[Data extracted from a collection]
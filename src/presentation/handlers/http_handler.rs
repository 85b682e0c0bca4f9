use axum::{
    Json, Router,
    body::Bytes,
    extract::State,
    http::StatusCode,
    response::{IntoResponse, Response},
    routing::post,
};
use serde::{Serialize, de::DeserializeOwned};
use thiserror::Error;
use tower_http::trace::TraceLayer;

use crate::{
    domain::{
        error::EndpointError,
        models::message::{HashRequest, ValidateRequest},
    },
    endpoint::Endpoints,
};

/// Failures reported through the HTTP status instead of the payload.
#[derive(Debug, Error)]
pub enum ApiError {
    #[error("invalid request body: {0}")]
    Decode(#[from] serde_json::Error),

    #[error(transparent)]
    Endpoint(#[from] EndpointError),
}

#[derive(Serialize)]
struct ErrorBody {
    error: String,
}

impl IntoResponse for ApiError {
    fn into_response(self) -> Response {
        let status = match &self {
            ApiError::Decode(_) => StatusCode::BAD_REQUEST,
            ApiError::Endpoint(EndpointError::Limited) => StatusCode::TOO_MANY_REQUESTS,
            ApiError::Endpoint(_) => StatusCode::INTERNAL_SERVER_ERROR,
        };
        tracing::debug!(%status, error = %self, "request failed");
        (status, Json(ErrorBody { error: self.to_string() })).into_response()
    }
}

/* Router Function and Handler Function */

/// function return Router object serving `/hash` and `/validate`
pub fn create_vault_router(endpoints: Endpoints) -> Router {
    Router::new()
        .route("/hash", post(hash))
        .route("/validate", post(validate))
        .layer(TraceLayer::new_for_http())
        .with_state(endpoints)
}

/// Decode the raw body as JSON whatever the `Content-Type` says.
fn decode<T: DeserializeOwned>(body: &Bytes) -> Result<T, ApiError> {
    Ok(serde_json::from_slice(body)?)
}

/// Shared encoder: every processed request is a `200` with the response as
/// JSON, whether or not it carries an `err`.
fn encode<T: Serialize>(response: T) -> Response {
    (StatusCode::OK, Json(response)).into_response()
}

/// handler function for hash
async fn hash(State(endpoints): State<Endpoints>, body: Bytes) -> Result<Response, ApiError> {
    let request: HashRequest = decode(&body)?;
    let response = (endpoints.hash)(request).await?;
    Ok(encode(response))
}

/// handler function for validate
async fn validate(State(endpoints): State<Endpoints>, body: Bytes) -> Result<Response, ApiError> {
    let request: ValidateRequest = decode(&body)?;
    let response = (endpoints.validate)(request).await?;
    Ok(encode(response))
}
...
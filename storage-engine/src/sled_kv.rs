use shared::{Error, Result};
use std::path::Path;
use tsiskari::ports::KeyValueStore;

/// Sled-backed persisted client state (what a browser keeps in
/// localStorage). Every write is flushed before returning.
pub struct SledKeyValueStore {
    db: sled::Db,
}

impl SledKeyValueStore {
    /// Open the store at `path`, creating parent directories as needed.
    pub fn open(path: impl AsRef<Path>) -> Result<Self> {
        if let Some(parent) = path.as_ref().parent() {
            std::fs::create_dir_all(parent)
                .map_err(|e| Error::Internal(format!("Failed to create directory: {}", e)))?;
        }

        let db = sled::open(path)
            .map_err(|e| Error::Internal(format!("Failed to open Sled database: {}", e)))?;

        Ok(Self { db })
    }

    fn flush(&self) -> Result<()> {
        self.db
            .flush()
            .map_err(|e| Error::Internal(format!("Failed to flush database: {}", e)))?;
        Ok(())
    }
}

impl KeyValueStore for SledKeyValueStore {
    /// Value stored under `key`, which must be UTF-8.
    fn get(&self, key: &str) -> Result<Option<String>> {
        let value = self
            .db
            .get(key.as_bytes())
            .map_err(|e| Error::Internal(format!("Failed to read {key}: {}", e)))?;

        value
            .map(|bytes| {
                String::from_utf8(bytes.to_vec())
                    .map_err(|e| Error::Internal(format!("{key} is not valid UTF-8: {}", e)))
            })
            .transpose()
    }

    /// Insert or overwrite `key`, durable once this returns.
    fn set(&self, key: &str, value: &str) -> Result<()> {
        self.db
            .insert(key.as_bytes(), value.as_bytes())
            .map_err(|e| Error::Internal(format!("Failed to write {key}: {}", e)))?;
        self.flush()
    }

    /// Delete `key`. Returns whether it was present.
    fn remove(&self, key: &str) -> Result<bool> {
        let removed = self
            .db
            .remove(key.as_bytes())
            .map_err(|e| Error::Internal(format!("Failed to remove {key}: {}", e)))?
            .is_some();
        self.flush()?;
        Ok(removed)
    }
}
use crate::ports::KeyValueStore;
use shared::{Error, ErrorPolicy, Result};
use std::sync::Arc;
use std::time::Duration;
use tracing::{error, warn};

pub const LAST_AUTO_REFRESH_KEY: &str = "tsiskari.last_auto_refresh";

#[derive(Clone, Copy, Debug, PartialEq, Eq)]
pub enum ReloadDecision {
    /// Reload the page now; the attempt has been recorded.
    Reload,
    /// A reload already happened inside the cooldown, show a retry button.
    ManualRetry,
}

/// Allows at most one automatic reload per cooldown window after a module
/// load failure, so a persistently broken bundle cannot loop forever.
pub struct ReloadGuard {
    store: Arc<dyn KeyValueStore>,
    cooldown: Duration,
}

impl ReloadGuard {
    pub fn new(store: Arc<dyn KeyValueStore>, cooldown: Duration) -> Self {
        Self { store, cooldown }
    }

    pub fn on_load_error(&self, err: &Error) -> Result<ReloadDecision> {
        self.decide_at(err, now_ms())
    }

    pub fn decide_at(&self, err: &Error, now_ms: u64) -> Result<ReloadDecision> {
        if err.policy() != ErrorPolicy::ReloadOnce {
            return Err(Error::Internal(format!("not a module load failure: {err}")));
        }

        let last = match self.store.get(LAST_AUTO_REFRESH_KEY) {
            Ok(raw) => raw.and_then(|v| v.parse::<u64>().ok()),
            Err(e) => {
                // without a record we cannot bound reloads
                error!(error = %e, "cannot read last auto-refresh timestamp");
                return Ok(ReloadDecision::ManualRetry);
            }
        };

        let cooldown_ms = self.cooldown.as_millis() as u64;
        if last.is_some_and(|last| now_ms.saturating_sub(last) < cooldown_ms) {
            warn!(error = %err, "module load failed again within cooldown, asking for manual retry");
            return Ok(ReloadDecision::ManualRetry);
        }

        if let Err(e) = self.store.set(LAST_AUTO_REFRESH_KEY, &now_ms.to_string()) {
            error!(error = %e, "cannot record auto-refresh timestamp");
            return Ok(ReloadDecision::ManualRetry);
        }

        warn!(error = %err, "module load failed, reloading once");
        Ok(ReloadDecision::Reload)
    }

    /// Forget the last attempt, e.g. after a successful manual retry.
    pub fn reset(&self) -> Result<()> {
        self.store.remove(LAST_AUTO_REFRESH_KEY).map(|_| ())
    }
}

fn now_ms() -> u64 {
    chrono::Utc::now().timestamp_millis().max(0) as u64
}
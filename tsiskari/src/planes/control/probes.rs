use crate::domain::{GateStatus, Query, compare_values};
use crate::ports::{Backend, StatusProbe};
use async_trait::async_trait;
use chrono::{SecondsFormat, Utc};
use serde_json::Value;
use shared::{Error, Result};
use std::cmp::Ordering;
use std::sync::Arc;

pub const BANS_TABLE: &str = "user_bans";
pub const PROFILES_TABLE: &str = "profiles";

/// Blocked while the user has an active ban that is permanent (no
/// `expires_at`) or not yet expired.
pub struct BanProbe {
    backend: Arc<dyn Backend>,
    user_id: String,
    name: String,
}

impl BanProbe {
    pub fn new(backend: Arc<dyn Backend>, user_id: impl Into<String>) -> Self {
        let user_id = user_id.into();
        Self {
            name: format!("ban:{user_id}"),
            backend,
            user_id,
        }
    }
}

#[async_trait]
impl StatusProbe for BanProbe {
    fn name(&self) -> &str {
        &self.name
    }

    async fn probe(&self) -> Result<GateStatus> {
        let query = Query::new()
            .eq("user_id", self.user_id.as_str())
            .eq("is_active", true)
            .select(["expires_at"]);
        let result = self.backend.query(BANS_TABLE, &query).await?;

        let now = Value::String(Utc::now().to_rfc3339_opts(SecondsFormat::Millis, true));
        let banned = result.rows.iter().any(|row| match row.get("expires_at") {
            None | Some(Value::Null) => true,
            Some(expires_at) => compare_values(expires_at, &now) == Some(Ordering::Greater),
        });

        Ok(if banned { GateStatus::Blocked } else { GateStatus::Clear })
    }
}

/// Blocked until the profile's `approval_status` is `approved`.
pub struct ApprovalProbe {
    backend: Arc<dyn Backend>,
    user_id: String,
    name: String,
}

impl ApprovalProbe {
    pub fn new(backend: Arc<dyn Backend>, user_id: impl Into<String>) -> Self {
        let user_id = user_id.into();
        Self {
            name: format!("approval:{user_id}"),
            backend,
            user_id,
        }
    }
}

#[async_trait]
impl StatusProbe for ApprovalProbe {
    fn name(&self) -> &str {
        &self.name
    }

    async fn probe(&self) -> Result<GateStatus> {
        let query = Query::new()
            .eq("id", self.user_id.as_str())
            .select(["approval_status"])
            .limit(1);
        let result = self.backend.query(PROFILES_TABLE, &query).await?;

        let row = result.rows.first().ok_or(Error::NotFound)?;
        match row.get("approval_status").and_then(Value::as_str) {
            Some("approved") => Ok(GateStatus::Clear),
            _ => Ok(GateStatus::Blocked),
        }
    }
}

### Brief
From the entries above, give again exactly the lines running from the line with "read last auto-refresh" to the line with "load failed, reloading"; include both of those lines.

### Response
                error!(error = %e, "cannot read last auto-refresh timestamp");
                return Ok(ReloadDecision::ManualRetry);
            }
        };

        let cooldown_ms = self.cooldown.as_millis() as u64;
        if last.is_some_and(|last| now_ms.saturating_sub(last) < cooldown_ms) {
            warn!(error = %err, "module load failed again within cooldown, asking for manual retry");
            return Ok(ReloadDecision::ManualRetry);
        }

        if let Err(e) = self.store.set(LAST_AUTO_REFRESH_KEY, &now_ms.to_string()) {
            error!(error = %e, "cannot record auto-refresh timestamp");
            return Ok(ReloadDecision::ManualRetry);
        }

        warn!(error = %err, "module load failed, reloading once");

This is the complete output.